A despeito da crise econômica e da gestão feita por representantes públicos, Ribeirão Preto se ressente de uma articulação política capaz de desatar nós e tirar projetos do papel, guardadas as diferenças, no ritmo da iniciativa privada. Há um vácuo político e administrativo que precisa acabar através da introdução de propostas criativas. Responsabilizar e criticar um único órgão por isso seria levar o problema a uma redução improdutiva e simplista. Não se trata de culpar a Prefeitura, a Câmara de Vereadores ou as entidades representativas da sociedade. Faz-se necessário mudar o enfoque da gestão coletiva, saindo da postura defensiva do interminável apaga-incêndio para um planejamento propositivo. 
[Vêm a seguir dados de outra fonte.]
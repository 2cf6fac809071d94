//! HTTP error mapping.
//!
//! Every failure leaves the API as `{"error": <detail>}` with a status that
//! reflects who is at fault: the caller (400), the drive service (502), or
//! this process (500, 503).

use axum::Json;
use axum::http::StatusCode;
use axum::response::{IntoResponse, Response};
use deckvault_core::OrganizeError;
use serde_json::json;

/// An error response the handlers can return with `?`.
#[derive(Debug, Clone, PartialEq, Eq)]
pub struct ApiError {
    status: StatusCode,
    detail: String,
}

impl ApiError {
    /// Caller-fault response.
    #[must_use]
    pub fn bad_request(detail: impl Into<String>) -> Self {
        Self {
            status: StatusCode::BAD_REQUEST,
            detail: detail.into(),
        }
    }

    /// The drive collaborator rejected or could not serve the request.
    #[must_use]
    pub fn bad_gateway(detail: impl Into<String>) -> Self {
        Self {
            status: StatusCode::BAD_GATEWAY,
            detail: detail.into(),
        }
    }

    /// Something in this process failed.
    #[must_use]
    pub fn internal(detail: impl Into<String>) -> Self {
        Self {
            status: StatusCode::INTERNAL_SERVER_ERROR,
            detail: detail.into(),
        }
    }

    /// Status the response will carry.
    #[must_use]
    pub const fn status(&self) -> StatusCode {
        self.status
    }

    /// Human-readable detail placed in the `error` field.
    #[must_use]
    pub fn detail(&self) -> &str {
        &self.detail
    }
}

impl From<OrganizeError> for ApiError {
    fn from(err: OrganizeError) -> Self {
        let detail = err.detail();
        match err {
            OrganizeError::Validation { .. } => Self::bad_request(detail),
            OrganizeError::Rejected { .. } | OrganizeError::Unavailable { .. } => {
                Self::bad_gateway(detail)
            }
        }
    }
}

impl IntoResponse for ApiError {
    fn into_response(self) -> Response {
        (self.status, Json(json!({ "error": self.detail }))).into_response()
    }
}

#[cfg(test)]
mod tests {
    use super::*;

    #[test]
    fn organize_errors_map_to_caller_or_upstream_fault() {
        let validation = ApiError::from(OrganizeError::Validation {
            field: "file",
            reason: "empty",
        });
        assert_eq!(validation.status(), StatusCode::BAD_REQUEST);

        let rejected = ApiError::from(OrganizeError::Rejected {
            detail: "folder not found".into(),
        });
        assert_eq!(rejected.status(), StatusCode::BAD_GATEWAY);
        assert_eq!(rejected.detail(), "folder not found");

        let unavailable = ApiError::from(OrganizeError::Unavailable {
            source: "connection refused".into(),
        });
        assert_eq!(unavailable.status(), StatusCode::BAD_GATEWAY);
    }
}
O caso recente das duas marias-fumaça abandonadas ao relento serve bem para ilustrar a falta de um diálogo construtivo em torno de projetos. De autoria controversa, tramitava nos bastidores uma proposta para construção de uma linha turística de oito km  na cidade, utilizando a locomotiva abandonada na antiga Estação da Mogiana. A maria-fumaça localizada na Praça Francisco Schmidt também se encontra em situação de penúria. O abandono dessas duas máquinas, que representam um passado próspero da cidade, demonstra o desleixo com patrimônio histórico e revela uma decadência política e econômica. Em relação a essa questão e a tantas outras, as forças vivas, incluindo aí a Prefeitura, a Câmara de Vereadores, deputados e a própria imprensa estavam adormecidas. Quando a cidade de Salto quase levou a máquina para usar em outro projeto turístico, houve uma gritaria e uma comoção geral com a possibilidade de perda desse patrimônio histórico que, verdade seja dita, só ganhou destaque devido ao interesse de outro município. Num passado distante, Ribeirão Preto já foi uma locomotiva que andava bem nos trilhos do desenvolvimento econômico, apresentando expressivos indicadores de crescimento. Hoje, fora alguns apitos estéricos, parece com uma maria-fumaça que anda devagar e com enormes dificuldades para por em prática novos planos e projetos que melhorem a cidade.